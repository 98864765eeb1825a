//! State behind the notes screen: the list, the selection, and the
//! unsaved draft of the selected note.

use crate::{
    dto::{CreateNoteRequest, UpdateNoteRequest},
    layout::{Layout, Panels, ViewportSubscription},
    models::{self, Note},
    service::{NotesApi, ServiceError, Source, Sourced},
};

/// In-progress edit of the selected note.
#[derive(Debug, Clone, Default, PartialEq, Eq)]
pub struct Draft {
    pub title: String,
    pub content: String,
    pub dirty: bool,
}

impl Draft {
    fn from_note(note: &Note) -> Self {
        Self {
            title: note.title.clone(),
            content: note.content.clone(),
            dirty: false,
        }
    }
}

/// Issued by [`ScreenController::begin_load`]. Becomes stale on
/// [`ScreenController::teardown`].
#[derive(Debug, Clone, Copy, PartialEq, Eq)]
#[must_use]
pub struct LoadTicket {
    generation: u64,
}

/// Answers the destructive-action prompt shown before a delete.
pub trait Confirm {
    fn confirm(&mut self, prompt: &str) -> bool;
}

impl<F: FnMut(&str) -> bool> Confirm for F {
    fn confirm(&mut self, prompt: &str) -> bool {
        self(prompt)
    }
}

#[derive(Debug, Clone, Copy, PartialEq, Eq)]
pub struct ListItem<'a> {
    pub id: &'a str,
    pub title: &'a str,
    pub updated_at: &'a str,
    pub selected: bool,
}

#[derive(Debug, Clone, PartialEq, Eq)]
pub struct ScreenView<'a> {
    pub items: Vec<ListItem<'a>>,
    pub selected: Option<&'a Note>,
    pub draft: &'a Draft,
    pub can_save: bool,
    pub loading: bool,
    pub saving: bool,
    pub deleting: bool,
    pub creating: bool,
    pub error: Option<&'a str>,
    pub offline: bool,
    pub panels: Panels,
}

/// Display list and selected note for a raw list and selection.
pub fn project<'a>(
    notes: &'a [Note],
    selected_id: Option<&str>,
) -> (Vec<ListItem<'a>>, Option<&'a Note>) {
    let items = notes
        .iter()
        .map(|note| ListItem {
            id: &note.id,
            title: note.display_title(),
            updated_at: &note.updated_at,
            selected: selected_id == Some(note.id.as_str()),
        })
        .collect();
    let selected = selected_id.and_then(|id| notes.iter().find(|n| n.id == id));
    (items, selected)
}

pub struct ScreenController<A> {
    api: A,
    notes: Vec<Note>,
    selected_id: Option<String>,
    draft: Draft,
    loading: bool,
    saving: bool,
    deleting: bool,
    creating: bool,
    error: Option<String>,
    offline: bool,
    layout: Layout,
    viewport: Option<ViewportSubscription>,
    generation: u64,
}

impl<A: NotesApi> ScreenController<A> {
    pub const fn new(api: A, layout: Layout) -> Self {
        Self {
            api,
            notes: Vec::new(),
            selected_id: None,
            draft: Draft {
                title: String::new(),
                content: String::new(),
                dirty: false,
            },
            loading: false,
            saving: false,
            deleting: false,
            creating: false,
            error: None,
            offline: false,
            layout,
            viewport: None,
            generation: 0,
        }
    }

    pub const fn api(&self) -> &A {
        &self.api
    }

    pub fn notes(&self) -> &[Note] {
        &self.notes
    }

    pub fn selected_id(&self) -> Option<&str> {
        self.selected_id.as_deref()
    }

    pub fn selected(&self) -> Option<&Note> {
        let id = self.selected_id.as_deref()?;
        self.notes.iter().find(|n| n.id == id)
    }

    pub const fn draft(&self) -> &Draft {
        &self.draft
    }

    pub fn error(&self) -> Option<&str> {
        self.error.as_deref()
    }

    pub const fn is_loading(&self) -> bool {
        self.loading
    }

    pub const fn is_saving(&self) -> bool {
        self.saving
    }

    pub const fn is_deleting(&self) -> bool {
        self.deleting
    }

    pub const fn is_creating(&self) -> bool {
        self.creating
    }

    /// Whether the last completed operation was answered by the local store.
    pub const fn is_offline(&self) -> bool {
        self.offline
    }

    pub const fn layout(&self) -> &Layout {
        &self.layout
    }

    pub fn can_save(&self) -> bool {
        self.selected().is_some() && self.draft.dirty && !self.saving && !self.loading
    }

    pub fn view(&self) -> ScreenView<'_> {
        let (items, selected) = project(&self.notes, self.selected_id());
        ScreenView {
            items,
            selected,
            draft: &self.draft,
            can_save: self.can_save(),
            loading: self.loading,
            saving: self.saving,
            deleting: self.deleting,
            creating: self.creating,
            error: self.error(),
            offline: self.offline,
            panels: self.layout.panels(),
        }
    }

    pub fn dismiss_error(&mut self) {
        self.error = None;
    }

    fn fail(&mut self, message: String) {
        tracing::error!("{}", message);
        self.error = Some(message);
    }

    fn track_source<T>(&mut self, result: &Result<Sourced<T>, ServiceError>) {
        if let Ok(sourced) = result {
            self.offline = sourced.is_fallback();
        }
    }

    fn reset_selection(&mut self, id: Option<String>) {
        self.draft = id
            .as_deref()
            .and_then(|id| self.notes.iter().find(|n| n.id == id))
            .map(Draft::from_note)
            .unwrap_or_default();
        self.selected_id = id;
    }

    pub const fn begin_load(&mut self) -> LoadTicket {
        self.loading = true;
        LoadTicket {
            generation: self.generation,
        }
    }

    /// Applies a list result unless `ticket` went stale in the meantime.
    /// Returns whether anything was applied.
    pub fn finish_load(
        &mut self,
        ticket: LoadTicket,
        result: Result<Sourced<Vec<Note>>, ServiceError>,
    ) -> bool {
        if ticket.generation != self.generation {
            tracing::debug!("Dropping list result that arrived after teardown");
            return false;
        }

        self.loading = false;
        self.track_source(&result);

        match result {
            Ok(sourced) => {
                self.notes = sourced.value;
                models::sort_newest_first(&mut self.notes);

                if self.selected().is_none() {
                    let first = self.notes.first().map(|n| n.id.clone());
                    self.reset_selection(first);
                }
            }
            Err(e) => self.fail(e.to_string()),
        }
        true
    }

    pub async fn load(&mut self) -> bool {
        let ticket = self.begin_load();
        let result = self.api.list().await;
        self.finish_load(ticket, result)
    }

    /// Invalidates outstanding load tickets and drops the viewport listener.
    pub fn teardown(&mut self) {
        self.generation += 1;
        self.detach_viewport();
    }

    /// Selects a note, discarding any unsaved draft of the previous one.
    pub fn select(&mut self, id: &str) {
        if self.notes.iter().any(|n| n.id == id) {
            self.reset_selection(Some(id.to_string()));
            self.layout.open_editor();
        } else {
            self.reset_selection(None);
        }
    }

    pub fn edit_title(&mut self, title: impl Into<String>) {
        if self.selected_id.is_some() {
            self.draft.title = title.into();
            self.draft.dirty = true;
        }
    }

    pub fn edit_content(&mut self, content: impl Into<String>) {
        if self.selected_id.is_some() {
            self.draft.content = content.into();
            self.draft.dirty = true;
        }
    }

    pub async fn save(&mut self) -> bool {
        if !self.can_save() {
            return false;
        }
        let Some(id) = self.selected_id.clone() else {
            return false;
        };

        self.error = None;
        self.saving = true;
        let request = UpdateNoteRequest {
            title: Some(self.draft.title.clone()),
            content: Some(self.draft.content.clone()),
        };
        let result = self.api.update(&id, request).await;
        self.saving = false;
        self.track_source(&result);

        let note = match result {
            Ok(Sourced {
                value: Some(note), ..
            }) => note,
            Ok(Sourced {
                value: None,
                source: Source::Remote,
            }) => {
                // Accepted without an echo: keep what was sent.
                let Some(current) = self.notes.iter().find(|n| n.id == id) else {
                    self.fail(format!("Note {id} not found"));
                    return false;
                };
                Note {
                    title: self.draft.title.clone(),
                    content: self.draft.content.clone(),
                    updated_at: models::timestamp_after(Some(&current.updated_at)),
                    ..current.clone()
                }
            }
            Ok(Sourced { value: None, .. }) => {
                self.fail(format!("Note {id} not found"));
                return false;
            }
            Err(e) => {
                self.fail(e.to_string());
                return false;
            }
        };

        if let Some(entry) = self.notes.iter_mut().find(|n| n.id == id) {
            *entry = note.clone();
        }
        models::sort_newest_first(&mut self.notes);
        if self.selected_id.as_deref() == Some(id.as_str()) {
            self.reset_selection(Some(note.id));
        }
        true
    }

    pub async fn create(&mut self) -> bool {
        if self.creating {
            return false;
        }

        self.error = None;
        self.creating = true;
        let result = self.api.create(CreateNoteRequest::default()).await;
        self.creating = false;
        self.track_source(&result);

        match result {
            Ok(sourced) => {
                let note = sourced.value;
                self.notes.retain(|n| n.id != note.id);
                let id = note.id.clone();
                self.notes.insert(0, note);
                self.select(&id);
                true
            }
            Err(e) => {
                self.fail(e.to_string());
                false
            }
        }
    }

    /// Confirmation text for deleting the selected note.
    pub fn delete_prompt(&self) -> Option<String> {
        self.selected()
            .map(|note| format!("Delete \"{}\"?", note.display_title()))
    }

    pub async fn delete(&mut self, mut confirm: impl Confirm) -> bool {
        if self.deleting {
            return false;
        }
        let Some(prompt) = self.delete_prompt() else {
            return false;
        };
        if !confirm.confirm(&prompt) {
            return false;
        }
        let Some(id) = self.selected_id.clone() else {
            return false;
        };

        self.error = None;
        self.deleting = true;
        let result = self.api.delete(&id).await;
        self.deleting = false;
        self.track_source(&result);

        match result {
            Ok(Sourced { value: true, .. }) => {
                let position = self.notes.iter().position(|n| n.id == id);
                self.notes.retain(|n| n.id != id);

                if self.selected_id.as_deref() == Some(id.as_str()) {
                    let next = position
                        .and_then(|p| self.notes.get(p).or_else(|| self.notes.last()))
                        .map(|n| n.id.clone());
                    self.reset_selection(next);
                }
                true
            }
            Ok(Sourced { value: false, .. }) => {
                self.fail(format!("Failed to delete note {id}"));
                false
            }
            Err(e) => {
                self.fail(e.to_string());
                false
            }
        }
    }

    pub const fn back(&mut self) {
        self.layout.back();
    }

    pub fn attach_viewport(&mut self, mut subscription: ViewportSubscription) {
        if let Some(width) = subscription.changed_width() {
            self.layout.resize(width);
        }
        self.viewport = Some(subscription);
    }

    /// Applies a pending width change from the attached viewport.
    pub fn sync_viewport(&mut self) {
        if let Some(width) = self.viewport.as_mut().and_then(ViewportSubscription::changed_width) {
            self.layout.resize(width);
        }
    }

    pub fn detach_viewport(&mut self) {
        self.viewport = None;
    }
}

--

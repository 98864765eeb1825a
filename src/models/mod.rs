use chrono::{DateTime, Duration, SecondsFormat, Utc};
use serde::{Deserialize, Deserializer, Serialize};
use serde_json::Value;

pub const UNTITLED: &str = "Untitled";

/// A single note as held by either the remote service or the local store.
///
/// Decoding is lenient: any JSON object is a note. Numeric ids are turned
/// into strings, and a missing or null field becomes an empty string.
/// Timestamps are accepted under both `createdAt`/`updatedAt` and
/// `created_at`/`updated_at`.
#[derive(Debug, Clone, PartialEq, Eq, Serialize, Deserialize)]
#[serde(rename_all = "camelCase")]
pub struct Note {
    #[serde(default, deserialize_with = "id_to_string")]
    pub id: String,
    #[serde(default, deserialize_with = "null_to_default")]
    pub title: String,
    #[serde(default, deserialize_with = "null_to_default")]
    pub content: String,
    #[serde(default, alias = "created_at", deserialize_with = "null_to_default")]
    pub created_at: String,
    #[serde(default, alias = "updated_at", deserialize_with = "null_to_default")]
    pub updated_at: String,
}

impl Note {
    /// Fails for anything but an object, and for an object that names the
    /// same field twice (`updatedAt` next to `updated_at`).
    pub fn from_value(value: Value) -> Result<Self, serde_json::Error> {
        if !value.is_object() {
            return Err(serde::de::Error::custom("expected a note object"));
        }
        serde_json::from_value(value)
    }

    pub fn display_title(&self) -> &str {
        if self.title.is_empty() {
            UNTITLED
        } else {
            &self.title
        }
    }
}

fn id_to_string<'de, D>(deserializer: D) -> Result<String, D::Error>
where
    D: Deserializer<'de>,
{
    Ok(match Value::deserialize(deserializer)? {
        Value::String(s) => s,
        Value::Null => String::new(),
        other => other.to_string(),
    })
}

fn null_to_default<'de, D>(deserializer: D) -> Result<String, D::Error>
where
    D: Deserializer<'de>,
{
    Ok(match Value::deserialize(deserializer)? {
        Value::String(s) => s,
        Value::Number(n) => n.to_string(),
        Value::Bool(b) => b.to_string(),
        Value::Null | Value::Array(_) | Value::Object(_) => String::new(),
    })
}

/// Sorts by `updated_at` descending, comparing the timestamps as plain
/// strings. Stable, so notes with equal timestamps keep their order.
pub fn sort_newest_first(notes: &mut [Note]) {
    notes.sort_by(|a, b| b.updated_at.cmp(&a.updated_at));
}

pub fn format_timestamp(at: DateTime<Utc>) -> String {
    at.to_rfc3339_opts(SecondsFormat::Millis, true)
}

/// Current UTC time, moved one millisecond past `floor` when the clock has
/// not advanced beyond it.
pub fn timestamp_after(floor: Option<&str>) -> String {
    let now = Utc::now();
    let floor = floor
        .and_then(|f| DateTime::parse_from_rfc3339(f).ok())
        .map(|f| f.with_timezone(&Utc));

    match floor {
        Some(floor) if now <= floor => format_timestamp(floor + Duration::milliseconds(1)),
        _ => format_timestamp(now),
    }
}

---

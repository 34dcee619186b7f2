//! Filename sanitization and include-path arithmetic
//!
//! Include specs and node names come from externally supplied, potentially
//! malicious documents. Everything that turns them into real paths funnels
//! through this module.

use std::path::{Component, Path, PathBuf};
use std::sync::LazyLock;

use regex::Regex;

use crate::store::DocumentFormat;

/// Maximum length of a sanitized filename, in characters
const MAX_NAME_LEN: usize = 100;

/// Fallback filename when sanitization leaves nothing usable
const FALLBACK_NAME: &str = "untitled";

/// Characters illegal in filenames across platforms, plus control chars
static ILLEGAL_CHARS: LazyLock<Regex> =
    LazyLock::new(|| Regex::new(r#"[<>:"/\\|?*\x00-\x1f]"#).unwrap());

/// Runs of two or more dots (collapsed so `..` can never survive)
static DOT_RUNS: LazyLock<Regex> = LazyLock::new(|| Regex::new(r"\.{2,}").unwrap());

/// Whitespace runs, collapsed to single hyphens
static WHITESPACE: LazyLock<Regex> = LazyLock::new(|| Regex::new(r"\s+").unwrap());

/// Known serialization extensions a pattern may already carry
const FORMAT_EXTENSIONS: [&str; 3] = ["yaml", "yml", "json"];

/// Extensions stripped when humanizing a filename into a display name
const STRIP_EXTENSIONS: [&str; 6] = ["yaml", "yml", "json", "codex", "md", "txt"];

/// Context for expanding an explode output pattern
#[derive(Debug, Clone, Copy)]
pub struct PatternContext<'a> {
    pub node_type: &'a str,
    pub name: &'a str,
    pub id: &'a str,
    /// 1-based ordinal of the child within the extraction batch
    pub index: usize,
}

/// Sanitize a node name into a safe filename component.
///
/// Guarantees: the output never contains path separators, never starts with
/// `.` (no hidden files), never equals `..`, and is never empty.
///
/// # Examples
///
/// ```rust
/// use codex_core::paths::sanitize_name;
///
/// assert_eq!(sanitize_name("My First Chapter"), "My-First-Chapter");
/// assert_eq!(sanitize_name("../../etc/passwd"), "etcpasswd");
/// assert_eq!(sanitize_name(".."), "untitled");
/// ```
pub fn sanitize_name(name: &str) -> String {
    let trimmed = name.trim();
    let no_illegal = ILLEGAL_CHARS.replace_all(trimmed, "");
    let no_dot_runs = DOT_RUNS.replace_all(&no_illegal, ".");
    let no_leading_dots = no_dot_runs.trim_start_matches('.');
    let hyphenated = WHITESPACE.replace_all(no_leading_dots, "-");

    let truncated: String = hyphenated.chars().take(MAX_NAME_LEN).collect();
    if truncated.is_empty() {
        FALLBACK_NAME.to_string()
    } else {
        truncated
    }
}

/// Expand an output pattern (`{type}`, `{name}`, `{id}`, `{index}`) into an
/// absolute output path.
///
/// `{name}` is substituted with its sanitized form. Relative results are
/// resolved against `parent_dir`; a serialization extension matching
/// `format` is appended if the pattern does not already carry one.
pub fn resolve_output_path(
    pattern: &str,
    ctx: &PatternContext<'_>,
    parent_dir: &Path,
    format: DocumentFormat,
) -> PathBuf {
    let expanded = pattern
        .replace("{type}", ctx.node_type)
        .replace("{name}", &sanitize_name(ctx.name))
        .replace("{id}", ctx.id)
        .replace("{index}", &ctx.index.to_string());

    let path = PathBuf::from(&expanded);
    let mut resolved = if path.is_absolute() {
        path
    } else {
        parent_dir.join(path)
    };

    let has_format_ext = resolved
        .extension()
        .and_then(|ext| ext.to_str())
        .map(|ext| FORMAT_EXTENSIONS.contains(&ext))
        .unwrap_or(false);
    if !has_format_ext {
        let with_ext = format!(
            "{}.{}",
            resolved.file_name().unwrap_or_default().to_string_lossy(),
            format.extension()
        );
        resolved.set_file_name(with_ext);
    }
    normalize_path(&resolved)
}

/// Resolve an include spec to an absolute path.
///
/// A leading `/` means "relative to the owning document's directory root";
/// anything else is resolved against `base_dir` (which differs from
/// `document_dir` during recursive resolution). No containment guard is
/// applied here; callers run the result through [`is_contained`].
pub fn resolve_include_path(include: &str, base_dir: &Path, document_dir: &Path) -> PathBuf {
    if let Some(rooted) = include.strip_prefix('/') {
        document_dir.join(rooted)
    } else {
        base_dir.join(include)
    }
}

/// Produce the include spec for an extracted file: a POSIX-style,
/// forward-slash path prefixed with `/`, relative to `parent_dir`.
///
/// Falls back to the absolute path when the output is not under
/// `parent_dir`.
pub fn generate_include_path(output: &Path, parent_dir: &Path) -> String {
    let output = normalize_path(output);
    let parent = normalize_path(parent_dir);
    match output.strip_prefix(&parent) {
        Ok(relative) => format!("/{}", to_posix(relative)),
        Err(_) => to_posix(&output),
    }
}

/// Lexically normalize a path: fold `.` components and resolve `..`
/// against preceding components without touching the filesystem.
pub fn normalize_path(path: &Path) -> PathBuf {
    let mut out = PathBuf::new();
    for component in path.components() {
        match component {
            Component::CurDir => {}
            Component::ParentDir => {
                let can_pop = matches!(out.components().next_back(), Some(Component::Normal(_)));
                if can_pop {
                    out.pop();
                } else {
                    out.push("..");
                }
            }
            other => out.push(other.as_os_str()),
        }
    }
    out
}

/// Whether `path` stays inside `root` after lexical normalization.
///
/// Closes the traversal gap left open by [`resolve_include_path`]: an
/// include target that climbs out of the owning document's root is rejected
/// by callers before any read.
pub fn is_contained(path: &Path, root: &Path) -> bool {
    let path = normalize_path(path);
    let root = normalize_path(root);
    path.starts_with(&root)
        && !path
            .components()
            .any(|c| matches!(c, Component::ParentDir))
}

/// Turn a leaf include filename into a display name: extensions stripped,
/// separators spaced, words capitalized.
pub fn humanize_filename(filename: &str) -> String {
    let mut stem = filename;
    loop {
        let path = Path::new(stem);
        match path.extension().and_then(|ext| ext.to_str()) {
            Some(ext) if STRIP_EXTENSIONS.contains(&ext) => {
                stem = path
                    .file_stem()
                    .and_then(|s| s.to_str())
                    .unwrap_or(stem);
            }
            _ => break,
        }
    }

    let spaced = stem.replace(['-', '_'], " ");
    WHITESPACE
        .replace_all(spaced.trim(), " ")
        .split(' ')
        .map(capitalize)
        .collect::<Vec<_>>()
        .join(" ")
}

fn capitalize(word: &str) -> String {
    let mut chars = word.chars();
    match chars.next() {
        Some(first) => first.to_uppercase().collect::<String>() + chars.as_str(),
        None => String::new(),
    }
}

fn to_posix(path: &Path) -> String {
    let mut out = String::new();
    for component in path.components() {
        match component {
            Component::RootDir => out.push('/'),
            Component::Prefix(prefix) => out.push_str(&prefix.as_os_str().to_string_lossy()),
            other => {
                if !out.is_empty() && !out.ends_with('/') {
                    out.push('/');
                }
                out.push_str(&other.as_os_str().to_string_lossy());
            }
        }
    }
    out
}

> EXERCISE AIM
Wherever a line above contains the string "impl", copy that line.

> ANSWER TO THIS PROBLEM
impl Draft {
impl<F: FnMut(&str) -> bool> Confirm for F {
impl<A: NotesApi> ScreenController<A> {
    pub fn edit_title(&mut self, title: impl Into<String>) {
    pub fn edit_content(&mut self, content: impl Into<String>) {
    pub async fn delete(&mut self, mut confirm: impl Confirm) -> bool {
impl Note {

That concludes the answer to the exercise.